Broadridge's clever approach to customer retention is not the rule within the B-to-B space. According to an industry report released earlier this year by Corporate Visions and Demand Gen Report, 80 percent of B-to-B companies spend less than 30 percent of their time and budget on customer retention.

The report, titled "Customer Retention and Renewal Messaging: Mission Critical But Missing In Action," is based on a survey of more than 400 B-to-B organizations. The survey found that nearly half of companies invest less than 10 percent of their marketing budgets for renewal and up-sell/cross-sell efforts.

"Companies are singularly focused on demand generation in order to load the [sales] funnel and drive more pipeline," says Tim Riesterer, chief strategy and research officer at Corporate Visions, a provider of corporate marketing and sales consulting and training. "As a result, customer renewals have almost become an afterthought."

Many B-to-B companies, he adds, wrongly think that customer retention/messaging "will take care of itself," and thus a marketing vacuum ensues.

"Marketers are treating existing customers like they're prospects and don't account for all the 'white space' among paying customers to cross-sell and up-sell," Riesterer says. "These are customers who need to be rewarded, nurtured, and encouraged." (See "3 Ways to Bolster Customer Retention," below.)

 

Owning the Messaging

Who owns renewal messaging is the central issue. According to the Corporate Visions/Demand Gen Report survey, roughly half of all companies don't involve marketing in creating renewal messaging, despite the fact that marketing plays a key role in creating 75 percent of demand gen messaging. Often, renewal messaging is left to account management or sales/business development/enablement.

In addition to fragmented ownership, many companies fail to differentiate their content messaging strategies when it comes to distinguishing paying customers from mere prospects. Indeed, nearly 60 percent of respondents to the aforementioned survey said a provocative demand gen message should still be applicable in a renewal scenario. For companies that are eager to differentiate their messaging approaches, more than half (53 percent) don't have the time or resources to do so.

In that case, Riesterer says, brand managers need to consider reconfiguring their budgets, lest they underserve existing customers. "If you can't have more budget, you need to redistribute it based on the biggest bang, which comes from existing customers," he adds.

 

The HALO Effect

For HALO Branded Solutions Inc., a provider of promotional merchandise to more than 50,000 companies, both its sales incentives and marketing spend are geared toward customer retention and customer acquisition equally.

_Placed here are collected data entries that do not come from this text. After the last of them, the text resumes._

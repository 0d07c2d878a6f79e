use axum::{
    extract::{Extension, Query},
    response::{IntoResponse, Response},
};
use portfolio_sync::{OrderBy, RecordStore};
use serde::Deserialize;

use super::ApiResponse;
use crate::server::{app::AppState, error::ApiError};

#[derive(Debug, Default, Deserialize)]
#[serde(rename_all = "camelCase")]
pub struct CompaniesParams {
    pub order_by: Option<OrderBy>,
}

/// List stored company records, ordered by name unless asked otherwise.
pub async fn companies_handler(
    Extension(state): Extension<AppState>,
    Query(params): Query<CompaniesParams>,
) -> Result<Response, ApiError> {
    let records = state
        .syncer
        .store()
        .query(params.order_by.unwrap_or_default())
        .await?;
    Ok(ApiResponse::new(records).into_response())
}
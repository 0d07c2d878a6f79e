//! Sync pipeline - the core of the library.
//!
//! The pipeline orchestrates:
//! - Traversal of a company folder under per-group budgets
//! - Reading each selected item into bounded text
//! - Context assembly with priority documents first
//! - Summarizer output decoding
//! - Holdings sheet column discovery and row extraction
//! - Reconciliation into the record store (find by folder, then by name)

pub mod analysis;
pub mod context;
pub mod normalize;
pub mod prompts;
pub mod reader;
pub mod reconcile;
pub mod rows;
pub mod schema;
pub mod sync;
pub mod traverse;

pub use analysis::{
    analysis_schema, decode_analysis, fallback_summary, AbsentReason, CompanyAnalysis, Decoded,
};
pub use context::assemble;
pub use normalize::{apply_scale, is_millions_header, to_multiplier, to_number, to_ownership_percent, NumberMode};
pub use prompts::{analyze_prompt_hash, format_analyze_prompt, ANALYZE_PROMPT};
pub use reader::{read_all, read_content, ReadBatch, ReadContent};
pub use reconcile::{reconcile, MatchedBy, ReconcileOutcome, RecordKey};
pub use rows::extract_rows;
pub use schema::{resolve_columns, ColumnMap, DatedColumn, Field, ScaleHints};
pub use sync::{
    Deadline, FileSummary, FolderAnalysis, FolderSync, FolderSyncReport, SheetSyncReport, Syncer,
};
pub use traverse::{list_company_folders, traverse, CompanyFolder, FolderPage, Traversal};
//! Storage implementations for the sync library.
//!
//! Available backends:
//! - `MemoryStore` - In-memory record store (always available)

pub mod memory;

pub use memory::MemoryStore;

"We're constantly focused on lifetime customer value (LCV)," says Terry McGuire, SVP of marketing at HALO. "If a good portion of sales compensation is built around customer acquisition, there's no incentive for marketers to focus on customer retention. The onus is on both sales and marketing to create a balance between customer retention and customer acquisition."

HALO offers its clients several marketing products and programs to help strengthen their relationships with existing customers. For example, its Marketing Activity Planner, or M.A.P., enables clients to plan and budget a year's worth of marketing activities, implemented by an assigned marketing consultant. These consultants also assist clients with custom projects designed to reach existing and prospective customers.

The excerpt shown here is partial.